Stored data entries
++++

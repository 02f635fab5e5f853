//! Removing entries from an archive.

use crate::matcher::wildcard_match;
use crate::{Error, Result};

use super::Archive;

impl Archive {
    /// Removes the entry with the given path.
    ///
    /// # Errors
    ///
    /// Returns [`Error::NotFound`] when no entry matches.
    pub fn remove(&mut self, path: &str) -> Result<()> {
        self.require_open()?;
        let index = self
            .entries
            .iter()
            .position(|e| e.path().as_str() == path)
            .ok_or_else(|| Error::NotFound {
                path: path.to_string(),
            })?;
        self.entries.remove(index);
        self.modified = true;
        Ok(())
    }

    /// Removes every entry whose path matches the wildcard pattern and
    /// returns how many were removed.
    ///
    /// The pattern uses `*` and `?` only; matching is case-sensitive and
    /// whole-string. Removing zero entries is not an error and does not
    /// mark the archive dirty.
    pub fn remove_pattern(&mut self, pattern: &str) -> Result<u64> {
        self.require_open()?;
        let before = self.entries.len();
        self.entries.retain(|e| !wildcard_match(e.path().as_str(), pattern));
        let removed = (before - self.entries.len()) as u64;
        if removed > 0 {
            self.modified = true;
        }
        Ok(removed)
    }

    /// Removes every entry.
    pub fn clear(&mut self) -> Result<()> {
        self.require_open()?;
        if !self.entries.is_empty() {
            self.entries.clear();
            self.modified = true;
        }
        Ok(())
    }
}
//! Lookup, listing, and statistics.

use chrono::{DateTime, Local};

use crate::hash;
use crate::matcher::wildcard_match;
use crate::progress::format_size;

use super::{Archive, ArchiveStats, Entry, ListOptions};

impl Archive {
    /// Finds the entry with the given path.
    pub fn find_entry(&self, path: &str) -> Option<&Entry> {
        self.entries.iter().find(|e| e.path().as_str() == path)
    }

    /// Finds every entry whose path matches the wildcard pattern.
    pub fn find_entries(&self, pattern: &str) -> Vec<&Entry> {
        self.entries
            .iter()
            .filter(|e| wildcard_match(e.path().as_str(), pattern))
            .collect()
    }

    /// Returns true if an entry with the given path exists.
    pub fn entry_exists(&self, path: &str) -> bool {
        self.find_entry(path).is_some()
    }

    /// Sum of original payload sizes over all entries.
    pub fn total_original_size(&self) -> u64 {
        self.entries.iter().map(|e| e.original_size()).sum()
    }

    /// Sum of stored payload sizes over all entries.
    pub fn total_stored_size(&self) -> u64 {
        self.entries.iter().map(|e| e.stored_size()).sum()
    }

    /// Returns aggregate statistics.
    pub fn stats(&self) -> ArchiveStats {
        ArchiveStats {
            entries: self.entries.len() as u64,
            total_original_size: self.total_original_size(),
            total_stored_size: self.total_stored_size(),
        }
    }

    /// Formats the archive contents as a text listing.
    pub fn list(&self, options: &ListOptions) -> String {
        use std::fmt::Write;

        let mut out = String::new();
        let path = self
            .file_path()
            .map(|p| p.display().to_string())
            .unwrap_or_default();
        let _ = writeln!(out, "VARC Archive Contents: {path}");
        let _ = writeln!(out, "========================================");
        let _ = writeln!(out);

        if self.entries.is_empty() {
            let _ = writeln!(out, "(empty archive)");
            return out;
        }

        if options.show_details {
            let _ = write!(out, "{:<50}{:>12}{:>10}", "Name", "Size", "Type");
            if options.show_checksums {
                let _ = write!(out, "  {:<64}", "Checksum");
            }
            if options.show_timestamps {
                let _ = write!(out, "  {:<20}", "Modified");
            }
            let _ = writeln!(out);

            let _ = write!(out, "{}{:>12}{:>10}", "-".repeat(50), "-".repeat(10), "-".repeat(8));
            if options.show_checksums {
                let _ = write!(out, "  {}", "-".repeat(64));
            }
            if options.show_timestamps {
                let _ = write!(out, "  {}", "-".repeat(20));
            }
            let _ = writeln!(out);
        }

        for entry in &self.entries {
            let mut name = entry.path().as_str().to_string();
            let chars = name.chars().count();
            if chars > 48 {
                let tail: String = name.chars().skip(chars - 47).collect();
                name = format!("...{tail}");
            }

            let mut size = if options.human_readable {
                format_size(entry.original_size())
            } else {
                entry.original_size().to_string()
            };
            if entry.is_compressed() && entry.stored_size() != entry.original_size() {
                size.push('*');
            }

            let _ = write!(out, "{:<50}{:>12}{:>10}", name, size, entry.file_type().name());
            if options.show_checksums {
                let _ = write!(out, "  {}", hash::to_hex(entry.digest()));
            }
            if options.show_timestamps {
                let time: DateTime<Local> = entry.modified().into();
                let _ = write!(out, "  {:<20}", time.format("%Y-%m-%d %H:%M:%S"));
            }
            let _ = writeln!(out);
        }

        let _ = writeln!(out);
        let total = if options.human_readable {
            format_size(self.total_original_size())
        } else {
            self.total_original_size().to_string()
        };
        let _ = writeln!(out, "Total: {} files, {}", self.entries.len(), total);

        if self.header.is_compressed() {
            let stats = self.stats();
            let stored = if options.human_readable {
                format_size(stats.total_stored_size)
            } else {
                stats.total_stored_size.to_string()
            };
            let _ = writeln!(out, "Compressed: {} ({:.1}%)", stored, stats.ratio());
        }
        out
    }
}

#[cfg(test)]
mod tests {
    use super::super::AddOptions;
    use super::*;

    fn sample_archive() -> Archive {
        let mut archive = Archive::new();
        archive.create("/tmp/query.varc").unwrap();
        archive
            .add_bytes("docs/readme.txt", b"plain text here".to_vec(), &AddOptions::new().compress(false))
            .unwrap();
        archive
            .add_bytes("data/blob.bin", vec![0u8; 2048], &AddOptions::default())
            .unwrap();
        archive
    }

    #[test]
    fn test_find_entry() {
        let archive = sample_archive();
        assert!(archive.find_entry("docs/readme.txt").is_some());
        assert!(archive.find_entry("missing").is_none());
        assert!(archive.entry_exists("data/blob.bin"));
    }

    #[test]
    fn test_find_entries_pattern() {
        let archive = sample_archive();
        let matches = archive.find_entries("docs/*");
        assert_eq!(matches.len(), 1);
        assert_eq!(matches[0].path().as_str(), "docs/readme.txt");
        assert_eq!(archive.find_entries("*").len(), 2);
        assert!(archive.find_entries("*.zip").is_empty());
    }

    #[test]
    fn test_totals() {
        let archive = sample_archive();
        assert_eq!(archive.total_original_size(), 15 + 2048);
        let stats = archive.stats();
        assert_eq!(stats.entries, 2);
        assert!(stats.total_stored_size < stats.total_original_size);
    }

    #[test]
    fn test_list_contains_entries_and_totals() {
        let archive = sample_archive();
        let listing = archive.list(&ListOptions::default());
        assert!(listing.contains("docs/readme.txt"));
        assert!(listing.contains("data/blob.bin"));
        assert!(listing.contains("Total: 2 files"));
        assert!(listing.contains("Compressed:"));
        assert!(listing.contains("Text"));
    }

    #[test]
    fn test_list_empty() {
        let mut archive = Archive::new();
        archive.create("/tmp/empty-list.varc").unwrap();
        assert!(archive.list(&ListOptions::default()).contains("(empty archive)"));
    }

    #[test]
    fn test_list_checksums_column() {
        let archive = sample_archive();
        let listing = archive.list(&ListOptions::new().checksums(true));
        let digest_hex = hash::to_hex(archive.entries()[0].digest());
        assert!(listing.contains(&digest_hex));
    }

    #[test]
    fn test_list_raw_sizes() {
        let archive = sample_archive();
        let listing = archive.list(&ListOptions::raw());
        assert!(listing.contains("2048"));
        assert!(!listing.contains("Modified"));
    }
}
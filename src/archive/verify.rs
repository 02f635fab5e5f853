//! Archive integrity verification.
//!
//! Verification reconstructs every entry's plaintext through the full
//! reverse pipeline and compares its SHA-256 against the stored digest in
//! constant time. This detects both ciphertext corruption and
//! plaintext-level tampering, at the cost of a full decrypt and
//! decompress per entry.

use crate::crypto::Password;
use crate::hash;
use crate::progress::format_size;
use crate::{Error, Result};

use super::extract::reconstruct_payload;
use super::Archive;

impl Archive {
    /// Verifies every entry in stored order, stopping at the first
    /// failure.
    ///
    /// # Errors
    ///
    /// [`Error::ChecksumMismatch`] names the first entry whose plaintext
    /// digest disagrees; [`Error::Decompress`] or [`Error::BadPadding`]
    /// surface when a transform cannot even be reversed.
    pub fn verify(&mut self, password: Option<&Password>) -> Result<()> {
        self.require_open()?;
        let cipher = self.cipher_for(password)?;

        let total_files = self.entries.len() as u64;
        let bytes_total: u64 = self.entries.iter().map(|e| e.original_size()).sum();
        let mut bytes_done = 0u64;

        for (index, entry) in self.entries.iter().enumerate() {
            let plain = reconstruct_payload(entry, cipher.as_ref())?;
            if !hash::equals_ct(&hash::digest(&plain), entry.digest()) {
                return Err(Error::ChecksumMismatch {
                    path: entry.path().as_str().to_string(),
                });
            }
            bytes_done += entry.original_size();
            let path = entry.path().as_str().to_string();
            Self::emit_progress(
                &mut self.progress,
                index as u64 + 1,
                total_files,
                bytes_done,
                bytes_total,
                &path,
            );
        }
        Ok(())
    }

    /// Verifies a single entry by path.
    pub fn verify_entry(&self, path: &str, password: Option<&Password>) -> Result<()> {
        self.require_open()?;
        let entry = self.find_entry(path).ok_or_else(|| Error::NotFound {
            path: path.to_string(),
        })?;
        let cipher = self.cipher_readonly(password)?;
        let plain = reconstruct_payload(entry, cipher.as_ref())?;
        if !hash::equals_ct(&hash::digest(&plain), entry.digest()) {
            return Err(Error::ChecksumMismatch {
                path: path.to_string(),
            });
        }
        Ok(())
    }

    /// Produces a human-readable verification report: archive summary and
    /// per-entry lines with sizes. Pair with [`verify`](Archive::verify)
    /// for a pass/fail status.
    pub fn verification_report(&self) -> String {
        use std::fmt::Write;

        let mut report = String::new();
        let _ = writeln!(report, "Archive Verification Report");
        let _ = writeln!(report, "============================");
        let _ = writeln!(report);

        let path = self
            .file_path()
            .map(|p| p.display().to_string())
            .unwrap_or_default();
        let _ = writeln!(report, "Archive: {path}");
        let _ = writeln!(report, "Files: {}", self.len());
        let _ = writeln!(
            report,
            "Encrypted: {}",
            if self.is_encrypted() { "Yes" } else { "No" }
        );
        let _ = writeln!(
            report,
            "Compressed: {}",
            if self.header.is_compressed() { "Yes" } else { "No" }
        );
        let _ = writeln!(report);
        let _ = writeln!(report, "Entries:");
        let _ = writeln!(report, "--------");

        for entry in &self.entries {
            let mut line = format!(
                "{} - {}",
                entry.path(),
                format_size(entry.original_size())
            );
            if entry.is_compressed() {
                line.push_str(&format!(" -> {}", format_size(entry.stored_size())));
            }
            let _ = writeln!(report, "{line}");
        }
        report
    }
}
//! Progress bar wiring for CLI operations.

use indicatif::{ProgressBar, ProgressStyle};
use varc::ProgressFn;

/// A progress bar fed by the archive's between-entry callback.
pub struct Reporter {
    bar: ProgressBar,
}

impl Reporter {
    /// Creates a reporter; a quiet reporter draws nothing.
    pub fn new(quiet: bool) -> Self {
        let bar = if quiet {
            ProgressBar::hidden()
        } else {
            let bar = ProgressBar::new(0);
            bar.set_style(
                ProgressStyle::with_template("[{bar:40}] {percent:>3}% {msg}")
                    .unwrap_or_else(|_| ProgressStyle::default_bar())
                    .progress_chars("=> "),
            );
            bar
        };
        Self { bar }
    }

    /// Returns the callback to install on an archive.
    pub fn callback(&self) -> ProgressFn {
        let bar = self.bar.clone();
        Box::new(move |current, total, _bytes_done, _bytes_total, path| {
            if bar.length() != Some(total) {
                bar.set_length(total);
            }
            bar.set_position(current);
            bar.set_message(shorten(path));
        })
    }

    /// Clears the bar once the operation completes.
    pub fn finish(&self) {
        self.bar.finish_and_clear();
    }
}

fn shorten(path: &str) -> String {
    let chars = path.chars().count();
    if chars > 30 {
        let tail: String = path.chars().skip(chars - 27).collect();
        format!("...{tail}")
    } else {
        path.to_string()
    }
}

++++

_Problem statement_. Report each line of the records that holds the word "index".

_Solution below_.
        let index = self
        self.entries.remove(index);
        for (index, entry) in self.entries.iter().enumerate() {
                index as u64 + 1,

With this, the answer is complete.